WHAT THE TASK ASKS » In the entries below, find the line containing "pub struct Parameters". Copy it and all lines after it, exactly, through the end.

Saved entries
>>
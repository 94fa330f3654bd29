//! Decide, convert and emit for one input.
//!
//! A run has two phases. [`Pipeline::check`] cheaply decides
//! whether an input needs work at all. [`Pipeline::process`]
//! then produces whichever of the two artifacts (PNG preview,
//! GeoTIFF temperature raster) is missing on disk, uploads new
//! files and finally records completion against the input so
//! later updates to it do not trigger another conversion.
//!
//! Disk state is authoritative. The processing phase checks
//! each output path again instead of trusting the decision
//! phase, so a run interrupted after writing only one artifact
//! is completed by the next one.

use std::{
    fmt, fs,
    path::{Path, PathBuf},
};

use serde_derive::*;
use tracing::{debug, info};

use crate::{
    catalog::Catalog,
    config::Config,
    error::{DecodeError, PipelineError, PipelineResult},
    frame::{FrameDecoder, FrameSource, OrientedFrame},
    geotiff::{Attribution, GeoRasterWriter, GeoTiffWriter},
    input::InputRecord,
    metadata::{
        completion_content, extractor_metadata, has_upstream_copy, resource_url, CaptureMetadata,
        MetadataRecord,
    },
    preview::{PngPreview, PreviewRenderer},
    sensors::SensorPaths,
    staging::{relocate, Staging},
    temperature::{PlanckConverter, RadiometricConverter},
};

#[derive(Serialize, Debug, Clone, Copy, PartialEq, Eq)]
#[serde(rename_all = "snake_case")]
pub enum ArtifactKind {
    Preview,
    GeoRaster,
}

impl fmt::Display for ArtifactKind {
    fn fmt(&self, f: &mut fmt::Formatter<'_>) -> fmt::Result {
        f.write_str(match self {
            ArtifactKind::Preview => "preview",
            ArtifactKind::GeoRaster => "georaster",
        })
    }
}

/// Why an input was not processed.
#[derive(Serialize, Debug, Clone, PartialEq, Eq)]
#[serde(rename_all = "snake_case")]
pub enum SkipReason {
    /// A newer file has arrived in the dataset since.
    Stale,
    /// No `_ir.bin` among the dataset's files.
    MissingInput,
    /// Both outputs exist in `dir`.
    OutputsPresent { dir: PathBuf },
    /// Completion metadata from this extractor is present.
    AlreadyProcessed,
    NoCalibrationMetadata,
}

impl fmt::Display for SkipReason {
    fn fmt(&self, f: &mut fmt::Formatter<'_>) -> fmt::Result {
        match self {
            SkipReason::Stale => f.write_str("not latest file"),
            SkipReason::MissingInput => f.write_str("IR bin file not found"),
            SkipReason::OutputsPresent { dir } => write!(f, "outputs found in {}", dir.display()),
            SkipReason::AlreadyProcessed => f.write_str("metadata indicates it was already processed"),
            SkipReason::NoCalibrationMetadata => f.write_str("no terraref metadata found"),
        }
    }
}

#[derive(Debug, Clone, PartialEq, Eq)]
pub enum Decision {
    Proceed,
    Skip(SkipReason),
}

/// Per-message flags from the triggering event.
#[derive(Deserialize, Debug, Clone, Copy, Default)]
#[serde(default)]
pub struct Parameters {
    /// Upstream rules already vetted the input; skip the
    /// decision phase.
    pub rulechecked: bool,
}

#[derive(Serialize, Debug, Clone, Copy, PartialEq, Eq)]
#[serde(rename_all = "snake_case")]
pub enum ArtifactStatus {
    /// Written by this run.
    Produced,
    /// Already on disk, left untouched.
    Present,
}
<<
RESULT OF THIS EXERCISE »
pub struct Parameters {
    /// Upstream rules already vetted the input; skip the
    /// decision phase.
    pub rulechecked: bool,
}

#[derive(Serialize, Debug, Clone, Copy, PartialEq, Eq)]
#[serde(rename_all = "snake_case")]
pub enum ArtifactStatus {
    /// Written by this run.
    Produced,
    /// Already on disk, left untouched.
    Present,
}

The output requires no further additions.